Video
Isaac Galatzer-Levy, PhD, assistant professor in psychiatry and bioinformatics, NYU School of Medicine, and vice president of clinical and computational neuroscience, AiCure, says that the solution to expanding access to mental health assessment and treatment in the aftermath of traumatic events is likely technological.
Isaac Galatzer-Levy, PhD, assistant professor in psychiatry and bioinformatics, NYU School of Medicine, and vice president of clinical and computational neuroscience, AiCure, says that the solution to expanding access to mental health assessment and treatment in the aftermath of traumatic events is likely technological.
Transcript
What currently unmet needs in trauma treatment could potentially be filled by remote monitoring through apps?

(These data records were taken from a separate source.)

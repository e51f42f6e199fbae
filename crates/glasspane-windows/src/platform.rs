//! [`Platform`] implementation over Win32, DWM and Direct3D 11.

use glasspane_core::platform::{DeviceParts, FeatureLevel, SwapChainDesc};
use glasspane_core::{Margins, Platform, PlatformResult, Point, Pump, Rect, ShowCommand, Size};
use windows::Win32::Foundation::HINSTANCE;
use windows::Win32::Graphics::Direct3D11::{
    ID3D11Device, ID3D11DeviceContext, ID3D11RenderTargetView, ID3D11Texture2D,
};
use windows::Win32::Graphics::Dxgi::IDXGISwapChain;
use windows::Win32::System::LibraryLoader::GetModuleHandleW;

use crate::class::WindowClass;
use crate::window::OverlayWindow;
use crate::{dialog, gpu, message_pump, monitor};

/// The Win32 platform bound to one module instance.
#[derive(Debug, Clone, Copy)]
pub struct Win32Platform {
    instance: HINSTANCE,
}

impl Win32Platform {
    /// Uses the instance of the running executable.
    pub fn current() -> PlatformResult<Self> {
        let module = unsafe { GetModuleHandleW(None)? };
        Ok(Self::with_instance(module.into()))
    }

    pub fn with_instance(instance: HINSTANCE) -> Self {
        Self { instance }
    }

    pub fn instance(&self) -> HINSTANCE {
        self.instance
    }
}

impl Platform for Win32Platform {
    type Class = WindowClass;
    type Window = OverlayWindow;
    type Device = ID3D11Device;
    type Context = ID3D11DeviceContext;
    type SwapChain = IDXGISwapChain;
    type BackBuffer = ID3D11Texture2D;
    type RenderTarget = ID3D11RenderTargetView;

    fn register_class(&mut self, name: &str) -> PlatformResult<WindowClass> {
        WindowClass::register(name, self.instance)
    }

    fn desktop_size(&mut self) -> PlatformResult<Size> {
        monitor::desktop_size()
    }

    fn create_window(
        &mut self,
        class: &WindowClass,
        title: &str,
        size: Size,
    ) -> PlatformResult<OverlayWindow> {
        OverlayWindow::create(class, title, size)
    }

    fn set_layer_alpha(&mut self, window: &OverlayWindow, alpha: u8) -> PlatformResult<()> {
        window.set_layer_alpha(alpha)
    }

    fn client_rect(&mut self, window: &OverlayWindow) -> PlatformResult<Rect> {
        window.client_rect()
    }

    fn window_rect(&mut self, window: &OverlayWindow) -> PlatformResult<Rect> {
        window.window_rect()
    }

    fn client_to_screen(&mut self, window: &OverlayWindow, point: Point) -> PlatformResult<Point> {
        window.client_to_screen(point)
    }

    fn extend_frame(&mut self, window: &OverlayWindow, margins: Margins) -> PlatformResult<()> {
        window.extend_frame(margins)
    }

    fn create_device(
        &mut self,
        window: &OverlayWindow,
        desc: &SwapChainDesc,
        levels: &[FeatureLevel],
    ) -> PlatformResult<DeviceParts<ID3D11Device, ID3D11DeviceContext, IDXGISwapChain>> {
        gpu::create_device(window.hwnd(), desc, levels)
    }

    fn back_buffer(&mut self, swap_chain: &IDXGISwapChain) -> PlatformResult<ID3D11Texture2D> {
        gpu::back_buffer(swap_chain)
    }

    fn create_render_target(
        &mut self,
        device: &ID3D11Device,
        back_buffer: &ID3D11Texture2D,
    ) -> PlatformResult<ID3D11RenderTargetView> {
        gpu::create_render_target(device, back_buffer)
    }

    fn show_window(&mut self, window: &OverlayWindow, show: ShowCommand) {
        window.show(show);
    }

    fn pump_messages(&mut self) -> Pump {
        message_pump::drain_messages()
    }

    fn bind_and_clear(
        &mut self,
        context: &ID3D11DeviceContext,
        target: &ID3D11RenderTargetView,
        color: [f32; 4],
    ) {
        gpu::bind_and_clear(context, target, color);
    }

    fn present(&mut self, swap_chain: &IDXGISwapChain, sync_interval: u32) -> PlatformResult<()> {
        gpu::present(swap_chain, sync_interval)
    }

    fn notify_error(&mut self, caption: &str, message: &str) {
        dialog::error_box(caption, message);
    }
}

The major problem in mental health, and really healthcare across the board, is access, so anything that increases access to assessment and quality care can have a huge public health impact. If you think once again about the context of trauma that can affect anyone, regardless of socioeconomic status, regardless of context, it’s very important to increase the access to good methods to evaluate people at risk and good methods to intervene with them.

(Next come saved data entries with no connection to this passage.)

pub mod config;
pub mod error;
pub mod frame_loop;
pub mod geometry;
pub mod gui;
pub mod log;
pub mod platform;
pub mod session;
pub mod surface;

#[cfg(test)]
pub(crate) mod fake;

pub use error::{InitStep, OverlayError, OverlayResult, PlatformResult};
pub use frame_loop::{FrameLoop, LoopState, LoopSummary, StopReason};
pub use geometry::{Margins, Point, Rect, Size};
pub use gui::{FrameRenderer, Gui, NullGui};
pub use platform::{Platform, Pump, ShowCommand};
pub use session::{OverlayOptions, Session, run_overlay};
pub use surface::Surface;
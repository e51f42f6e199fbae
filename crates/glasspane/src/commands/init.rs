use glasspane_core::config;

/// Creates `~/.config/glasspane/config.toml` with every option commented.
/// An existing file is left untouched.
pub fn execute() -> i32 {
    let Some(dir) = config::config_dir() else {
        eprintln!("Error: could not determine home directory.");
        return 1;
    };

    if let Err(e) = std::fs::create_dir_all(&dir) {
        eprintln!("Error: could not create {}: {e}", dir.display());
        return 1;
    }

    if !write_if_missing(
        &dir.join("config.toml"),
        &config::template::generate_config(),
    ) {
        return 1;
    }

    println!("\nEdit config.toml to change the overlay title, refresh rate and logging.");
    0
}

/// Writes content to a file only if it doesn't already exist.
/// Returns `false` only when the write itself failed.
fn write_if_missing(path: &std::path::Path, content: &str) -> bool {
    if path.exists() {
        println!("Already exists: {}", path.display());
        return true;
    }

    match std::fs::write(path, content) {
        Ok(()) => {
            println!("Created {}", path.display());
            true
        }
        Err(e) => {
            eprintln!("Error: could not write {}: {e}", path.display());
            false
        }
    }
}
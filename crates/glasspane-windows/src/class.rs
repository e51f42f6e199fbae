use std::mem;

use glasspane_core::PlatformResult;
use windows::Win32::Foundation::HINSTANCE;
use windows::Win32::UI::WindowsAndMessaging::{
    CS_HREDRAW, CS_VREDRAW, RegisterClassExW, UnregisterClassW, WNDCLASSEXW,
};
use windows::core::PCWSTR;

use crate::hook::overlay_wnd_proc;

/// A registered Win32 window class, unregistered on drop.
///
/// Keeps the null-terminated UTF-16 name alive because Win32 looks the
/// class up by name at creation and unregistration.
pub struct WindowClass {
    name: Vec<u16>,
    instance: HINSTANCE,
}

impl WindowClass {
    /// Registers a class whose procedure is [`overlay_wnd_proc`].
    ///
    /// Fails if the name is already registered in this process.
    pub fn register(name: &str, instance: HINSTANCE) -> PlatformResult<Self> {
        let name = wide(name);
        let wc = WNDCLASSEXW {
            cbSize: mem::size_of::<WNDCLASSEXW>() as u32,
            style: CS_HREDRAW | CS_VREDRAW,
            lpfnWndProc: Some(overlay_wnd_proc),
            hInstance: instance,
            lpszClassName: PCWSTR(name.as_ptr()),
            ..Default::default()
        };

        // SAFETY: `wc` is fully initialised and `name` outlives the call.
        let atom = unsafe { RegisterClassExW(&wc) };
        if atom == 0 {
            return Err(windows::core::Error::from_win32().into());
        }

        Ok(Self { name, instance })
    }

    /// The class name as a `PCWSTR`, valid while `self` lives.
    pub fn name(&self) -> PCWSTR {
        PCWSTR(self.name.as_ptr())
    }

    pub fn instance(&self) -> HINSTANCE {
        self.instance
    }
}

impl Drop for WindowClass {
    fn drop(&mut self) {
        // SAFETY: the name buffer is still alive; every window of this
        // class has been destroyed by the time the class drops.
        unsafe {
            let _ = UnregisterClassW(self.name(), Some(self.instance));
        }
    }
}

/// Encodes a string as null-terminated UTF-16.
pub(crate) fn wide(s: &str) -> Vec<u16> {
    s.encode_utf16().chain(std::iter::once(0)).collect()
}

Technology has the power to have that kind of reach. If we had very, very good clinicians, we could deploy in all of these sorts of settings and we could do a lot of good, but that’s very expensive, it’s very labor intensive, and it’s just not really gonna be a reality. So if we want to help soldiers right after they’ve been injured, if we want to help people exposed to trauma in the context of traumatic events like terrorist attacks or natural disasters, we really need something that’s very deployable on a very wide scale.
The symposium we have this afternoon talks about, is really the outgrowth of some work that we did with NATO around how can we help in the immediate aftermath of a terrorist attack, which could happen anywhere in the world, in any language, in any type of context. So how can you efficiently deploy the best mental health services you can? There really is gonna ultimately be a technological solution.